What the task asks | Your output must match the data word for word, with every line included.

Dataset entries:
Content starts
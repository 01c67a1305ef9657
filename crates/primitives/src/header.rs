//! Block header and the small identifiers derived from it.

use alloy_primitives::{keccak256, Address, Bloom, Bytes, B256, B64, U256};
use alloy_rlp::{Decodable, Encodable};
use serde::{Deserialize, Serialize};

/// A `(number, hash)` pair identifying one block.
#[derive(Debug, Clone, Copy, Default, PartialEq, Eq, Hash, Serialize, Deserialize)]
pub struct BlockId {
    /// Height of the block.
    pub number: u64,
    /// Hash of the block header.
    pub hash: B256,
}

/// The canonical head together with its accumulated difficulty.
#[derive(Debug, Clone, Copy, Default, PartialEq, Eq, Serialize, Deserialize)]
pub struct ChainHead {
    /// Height of the head block.
    pub number: u64,
    /// Hash of the head block.
    pub hash: B256,
    /// Total difficulty accumulated from genesis to the head.
    pub total_difficulty: U256,
}

/// An execution-layer block header.
///
/// `base_fee_per_gas` appears after London and `withdrawals_root` after
/// Shanghai; both are trailing optionals in the canonical RLP layout, so
/// their presence is recovered from the list length on decode.
#[derive(Debug, Clone, Default, PartialEq, Eq, Serialize, Deserialize)]
pub struct BlockHeader {
    /// Hash of the parent block header.
    pub parent_hash: B256,
    /// Hash of the RLP list of ommer headers.
    pub ommers_hash: B256,
    /// Address receiving block rewards and fees.
    pub beneficiary: Address,
    /// Root of the world-state trie after this block.
    pub state_root: B256,
    /// Root of the transactions trie of this block.
    pub transactions_root: B256,
    /// Root of the receipts trie of this block.
    pub receipts_root: B256,
    /// Union of the bloom filters of every receipt.
    pub logs_bloom: Bloom,
    /// Proof-of-work difficulty; zero for proof-of-stake blocks.
    pub difficulty: U256,
    /// Height of the block.
    pub number: u64,
    /// Gas limit of the block.
    pub gas_limit: u64,
    /// Total gas consumed by the block's transactions.
    pub gas_used: u64,
    /// Unix timestamp of the block.
    pub timestamp: u64,
    /// Arbitrary extra bytes chosen by the producer.
    pub extra_data: Bytes,
    /// Ethash mix hash, or the prev-randao value after the merge.
    pub mix_hash: B256,
    /// Ethash nonce; zero after the merge.
    pub nonce: B64,
    /// EIP-1559 base fee, present from London.
    pub base_fee_per_gas: Option<U256>,
    /// EIP-4895 withdrawals root, present from Shanghai.
    pub withdrawals_root: Option<B256>,
}

impl BlockHeader {
    /// Keccak-256 of the canonical RLP encoding of the header.
    pub fn hash(&self) -> B256 {
        let mut encoded = Vec::with_capacity(self.length());
        self.encode(&mut encoded);
        keccak256(&encoded)
    }

    /// The `(number, hash)` identifier of this header.
    pub fn id(&self) -> BlockId {
        BlockId { number: self.number, hash: self.hash() }
    }

    fn payload_length(&self) -> usize {
        let mut len = self.parent_hash.length()
            + self.ommers_hash.length()
            + self.beneficiary.length()
            + self.state_root.length()
            + self.transactions_root.length()
            + self.receipts_root.length()
            + self.logs_bloom.length()
            + self.difficulty.length()
            + self.number.length()
            + self.gas_limit.length()
            + self.gas_used.length()
            + self.timestamp.length()
            + self.extra_data.length()
            + self.mix_hash.length()
            + self.nonce.length();
        if let Some(base_fee) = &self.base_fee_per_gas {
            len += base_fee.length();
        }
        if let Some(root) = &self.withdrawals_root {
            len += root.length();
        }
        len
    }
}

impl Encodable for BlockHeader {
    fn encode(&self, out: &mut dyn alloy_rlp::BufMut) {
        alloy_rlp::Header { list: true, payload_length: self.payload_length() }.encode(out);
        self.parent_hash.encode(out);
        self.ommers_hash.encode(out);
        self.beneficiary.encode(out);
        self.state_root.encode(out);
        self.transactions_root.encode(out);
        self.receipts_root.encode(out);
        self.logs_bloom.encode(out);
        self.difficulty.encode(out);
        self.number.encode(out);
        self.gas_limit.encode(out);
        self.gas_used.encode(out);
        self.timestamp.encode(out);
        self.extra_data.encode(out);
        self.mix_hash.encode(out);
        self.nonce.encode(out);
        if let Some(base_fee) = &self.base_fee_per_gas {
            base_fee.encode(out);
        }
        if let Some(root) = &self.withdrawals_root {
            root.encode(out);
        }
    }

    fn length(&self) -> usize {
        let payload_length = self.payload_length();
        payload_length + alloy_rlp::length_of_length(payload_length)
    }
}

impl Decodable for BlockHeader {
    fn decode(buf: &mut &[u8]) -> alloy_rlp::Result<Self> {
        let rlp_head = alloy_rlp::Header::decode(buf)?;
        if !rlp_head.list {
            return Err(alloy_rlp::Error::UnexpectedString);
        }
        let started_len = buf.len();

        let mut this = Self {
            parent_hash: Decodable::decode(buf)?,
            ommers_hash: Decodable::decode(buf)?,
            beneficiary: Decodable::decode(buf)?,
            state_root: Decodable::decode(buf)?,
            transactions_root: Decodable::decode(buf)?,
            receipts_root: Decodable::decode(buf)?,
            logs_bloom: Decodable::decode(buf)?,
            difficulty: Decodable::decode(buf)?,
            number: Decodable::decode(buf)?,
            gas_limit: Decodable::decode(buf)?,
            gas_used: Decodable::decode(buf)?,
            timestamp: Decodable::decode(buf)?,
            extra_data: Decodable::decode(buf)?,
            mix_hash: Decodable::decode(buf)?,
            nonce: Decodable::decode(buf)?,
            base_fee_per_gas: None,
            withdrawals_root: None,
        };

        let consumed = |buf: &&[u8]| started_len - buf.len();
        if consumed(buf) < rlp_head.payload_length {
            this.base_fee_per_gas = Some(Decodable::decode(buf)?);
        }
        if consumed(buf) < rlp_head.payload_length {
            this.withdrawals_root = Some(Decodable::decode(buf)?);
        }

        if consumed(buf) != rlp_head.payload_length {
            return Err(alloy_rlp::Error::ListLengthMismatch {
                expected: rlp_head.payload_length,
                got: consumed(buf),
            });
        }
        Ok(this)
    }
}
Content ends
Result |
repository 01c67a1305ef9657
filename crates/primitives/src/header.rs
//! Block header and the small identifiers derived from it.

use alloy_primitives::{keccak256, Address, Bloom, Bytes, B256, B64, U256};
use alloy_rlp::{Decodable, Encodable};
use serde::{Deserialize, Serialize};

/// A `(number, hash)` pair identifying one block.
#[derive(Debug, Clone, Copy, Default, PartialEq, Eq, Hash, Serialize, Deserialize)]
pub struct BlockId {
    /// Height of the block.
    pub number: u64,
    /// Hash of the block header.
    pub hash: B256,
}

/// The canonical head together with its accumulated difficulty.
#[derive(Debug, Clone, Copy, Default, PartialEq, Eq, Serialize, Deserialize)]
pub struct ChainHead {
    /// Height of the head block.
    pub number: u64,
    /// Hash of the head block.
    pub hash: B256,
    /// Total difficulty accumulated from genesis to the head.
    pub total_difficulty: U256,
}

/// An execution-layer block header.
///
/// `base_fee_per_gas` appears after London and `withdrawals_root` after
/// Shanghai; both are trailing optionals in the canonical RLP layout, so
/// their presence is recovered from the list length on decode.
#[derive(Debug, Clone, Default, PartialEq, Eq, Serialize, Deserialize)]
pub struct BlockHeader {
    /// Hash of the parent block header.
    pub parent_hash: B256,
    /// Hash of the RLP list of ommer headers.
    pub ommers_hash: B256,
    /// Address receiving block rewards and fees.
    pub beneficiary: Address,
    /// Root of the world-state trie after this block.
    pub state_root: B256,
    /// Root of the transactions trie of this block.
    pub transactions_root: B256,
    /// Root of the receipts trie of this block.
    pub receipts_root: B256,
    /// Union of the bloom filters of every receipt.
    pub logs_bloom: Bloom,
    /// Proof-of-work difficulty; zero for proof-of-stake blocks.
    pub difficulty: U256,
    /// Height of the block.
    pub number: u64,
    /// Gas limit of the block.
    pub gas_limit: u64,
    /// Total gas consumed by the block's transactions.
    pub gas_used: u64,
    /// Unix timestamp of the block.
    pub timestamp: u64,
    /// Arbitrary extra bytes chosen by the producer.
    pub extra_data: Bytes,
    /// Ethash mix hash, or the prev-randao value after the merge.
    pub mix_hash: B256,
    /// Ethash nonce; zero after the merge.
    pub nonce: B64,
    /// EIP-1559 base fee, present from London.
    pub base_fee_per_gas: Option<U256>,
    /// EIP-4895 withdrawals root, present from Shanghai.
    pub withdrawals_root: Option<B256>,
}

impl BlockHeader {
    /// Keccak-256 of the canonical RLP encoding of the header.
    pub fn hash(&self) -> B256 {
        let mut encoded = Vec::with_capacity(self.length());
        self.encode(&mut encoded);
        keccak256(&encoded)
    }

    /// The `(number, hash)` identifier of this header.
    pub fn id(&self) -> BlockId {
        BlockId { number: self.number, hash: self.hash() }
    }

    fn payload_length(&self) -> usize {
        let mut len = self.parent_hash.length()
            + self.ommers_hash.length()
            + self.beneficiary.length()
            + self.state_root.length()
            + self.transactions_root.length()
            + self.receipts_root.length()
            + self.logs_bloom.length()
            + self.difficulty.length()
            + self.number.length()
            + self.gas_limit.length()
            + self.gas_used.length()
            + self.timestamp.length()
            + self.extra_data.length()
            + self.mix_hash.length()
            + self.nonce.length();
        if let Some(base_fee) = &self.base_fee_per_gas {
            len += base_fee.length();
        }
        if let Some(root) = &self.withdrawals_root {
            len += root.length();
        }
        len
    }
}

impl Encodable for BlockHeader {
    fn encode(&self, out: &mut dyn alloy_rlp::BufMut) {
        alloy_rlp::Header { list: true, payload_length: self.payload_length() }.encode(out);
        self.parent_hash.encode(out);
        self.ommers_hash.encode(out);
        self.beneficiary.encode(out);
        self.state_root.encode(out);
        self.transactions_root.encode(out);
        self.receipts_root.encode(out);
        self.logs_bloom.encode(out);
        self.difficulty.encode(out);
        self.number.encode(out);
        self.gas_limit.encode(out);
        self.gas_used.encode(out);
        self.timestamp.encode(out);
        self.extra_data.encode(out);
        self.mix_hash.encode(out);
        self.nonce.encode(out);
        if let Some(base_fee) = &self.base_fee_per_gas {
            base_fee.encode(out);
        }
        if let Some(root) = &self.withdrawals_root {
            root.encode(out);
        }
    }

    fn length(&self) -> usize {
        let payload_length = self.payload_length();
        payload_length + alloy_rlp::length_of_length(payload_length)
    }
}

impl Decodable for BlockHeader {
    fn decode(buf: &mut &[u8]) -> alloy_rlp::Result<Self> {
        let rlp_head = alloy_rlp::Header::decode(buf)?;
        if !rlp_head.list {
            return Err(alloy_rlp::Error::UnexpectedString);
        }
        let started_len = buf.len();

        let mut this = Self {
            parent_hash: Decodable::decode(buf)?,
            ommers_hash: Decodable::decode(buf)?,
            beneficiary: Decodable::decode(buf)?,
            state_root: Decodable::decode(buf)?,
            transactions_root: Decodable::decode(buf)?,
            receipts_root: Decodable::decode(buf)?,
            logs_bloom: Decodable::decode(buf)?,
            difficulty: Decodable::decode(buf)?,
            number: Decodable::decode(buf)?,
            gas_limit: Decodable::decode(buf)?,
            gas_used: Decodable::decode(buf)?,
            timestamp: Decodable::decode(buf)?,
            extra_data: Decodable::decode(buf)?,
            mix_hash: Decodable::decode(buf)?,
            nonce: Decodable::decode(buf)?,
            base_fee_per_gas: None,
            withdrawals_root: None,
        };

        let consumed = |buf: &&[u8]| started_len - buf.len();
        if consumed(buf) < rlp_head.payload_length {
            this.base_fee_per_gas = Some(Decodable::decode(buf)?);
        }
        if consumed(buf) < rlp_head.payload_length {
            this.withdrawals_root = Some(Decodable::decode(buf)?);
        }

        if consumed(buf) != rlp_head.payload_length {
            return Err(alloy_rlp::Error::ListLengthMismatch {
                expected: rlp_head.payload_length,
                got: consumed(buf),
            });
        }
        Ok(this)
    }
}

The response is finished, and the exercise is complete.